WHAT YOU NEED TO DO –
Exactly as it appears, restate the whole listing.

THE DATA –
━━━━━━━━━━━━━━━━━━━━━━━━━━━━━━

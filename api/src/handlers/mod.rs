//! Request handler support

pub mod error;
use actix_web::{web, HttpResponse};
use validator::Validate;

use crate::dto::collect_error_details;
use crate::dto::pi_request::{RequestMfaCodeRequest, RequestMfaCodeResponse};
use crate::handlers::error::{domain_error_response, validation_failed_response};

use pir_core::domain::clock::Clock;
use pir_core::repositories::SessionStore;
use pir_core::services::mfa::SmsServiceTrait;
use pir_shared::types::response::ApiResponse;
use pir_shared::utils::phone::mask_phone_number;

use super::AppState;

/// Fixed pause standing in for SMS provider latency
const SIMULATED_SMS_LATENCY_MS: u64 = 1_000;

/// Handler for POST /api/pi-request/request-mfa-code
///
/// Validates the identity payload, creates an MFA session, and "sends"
/// the one-time code (the SMS path is a console-logging mock).
///
/// # Responses
/// - 200: code issued; data carries `sessionId`, masked `phoneNumber`,
///   and `expiresIn` seconds
/// - 400: field validation failure (with `details`) or missing human
///   verification
/// - 500: SMS delivery failure
pub async fn request_mfa_code<S, N, K>(
    state: web::Data<AppState<S, N, K>>,
    request: web::Json<RequestMfaCodeRequest>,
) -> HttpResponse
where
    S: SessionStore + 'static,
    N: SmsServiceTrait + 'static,
    K: Clock + 'static,
{
    if let Err(errors) = request.validate() {
        return validation_failed_response(collect_error_details(&errors));
    }

    let request = request.into_inner();
    log::info!(
        "Processing MFA code request for phone: {}",
        mask_phone_number(&request.mobile_number)
    );

    match state
        .mfa_service
        .request_code(
            request.personal_info.into(),
            &request.mobile_number,
            request.captcha_verified,
        )
        .await
    {
        Ok(issued) => {
            // Simulated provider latency before responding
            tokio::time::sleep(std::time::Duration::from_millis(SIMULATED_SMS_LATENCY_MS)).await;

            HttpResponse::Ok().json(ApiResponse::success(
                "MFA code sent successfully",
                RequestMfaCodeResponse {
                    session_id: issued.session_id.to_string(),
                    phone_number: issued.masked_phone,
                    expires_in: issued.expires_in,
                },
            ))
        }
        Err(error) => domain_error_response(&error),
    }
}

━━━━━━━━━━━━━━━━━━━━━━━━━━━━━━

ANSWER –
filename api/src/handlers/mod.rs
//! Request handler support

pub mod error;
use actix_web::{web, HttpResponse};
use validator::Validate;

use crate::dto::collect_error_details;
use crate::dto::pi_request::{RequestMfaCodeRequest, RequestMfaCodeResponse};
use crate::handlers::error::{domain_error_response, validation_failed_response};

use pir_core::domain::clock::Clock;
use pir_core::repositories::SessionStore;
use pir_core::services::mfa::SmsServiceTrait;
use pir_shared::types::response::ApiResponse;
use pir_shared::utils::phone::mask_phone_number;

use super::AppState;

/// Fixed pause standing in for SMS provider latency
const SIMULATED_SMS_LATENCY_MS: u64 = 1_000;

/// Handler for POST /api/pi-request/request-mfa-code
///
/// Validates the identity payload, creates an MFA session, and "sends"
/// the one-time code (the SMS path is a console-logging mock).
///
/// # Responses
/// - 200: code issued; data carries `sessionId`, masked `phoneNumber`,
///   and `expiresIn` seconds
/// - 400: field validation failure (with `details`) or missing human
///   verification
/// - 500: SMS delivery failure
pub async fn request_mfa_code<S, N, K>(
    state: web::Data<AppState<S, N, K>>,
    request: web::Json<RequestMfaCodeRequest>,
) -> HttpResponse
where
    S: SessionStore + 'static,
    N: SmsServiceTrait + 'static,
    K: Clock + 'static,
{
    if let Err(errors) = request.validate() {
        return validation_failed_response(collect_error_details(&errors));
    }

    let request = request.into_inner();
    log::info!(
        "Processing MFA code request for phone: {}",
        mask_phone_number(&request.mobile_number)
    );

    match state
        .mfa_service
        .request_code(
            request.personal_info.into(),
            &request.mobile_number,
            request.captcha_verified,
        )
        .await
    {
        Ok(issued) => {
            // Simulated provider latency before responding
            tokio::time::sleep(std::time::Duration::from_millis(SIMULATED_SMS_LATENCY_MS)).await;

            HttpResponse::Ok().json(ApiResponse::success(
                "MFA code sent successfully",
                RequestMfaCodeResponse {
                    session_id: issued.session_id.to_string(),
                    phone_number: issued.masked_phone,
                    expires_in: issued.expires_in,
                },
            ))
        }
        Err(error) => domain_error_response(&error),
    }
}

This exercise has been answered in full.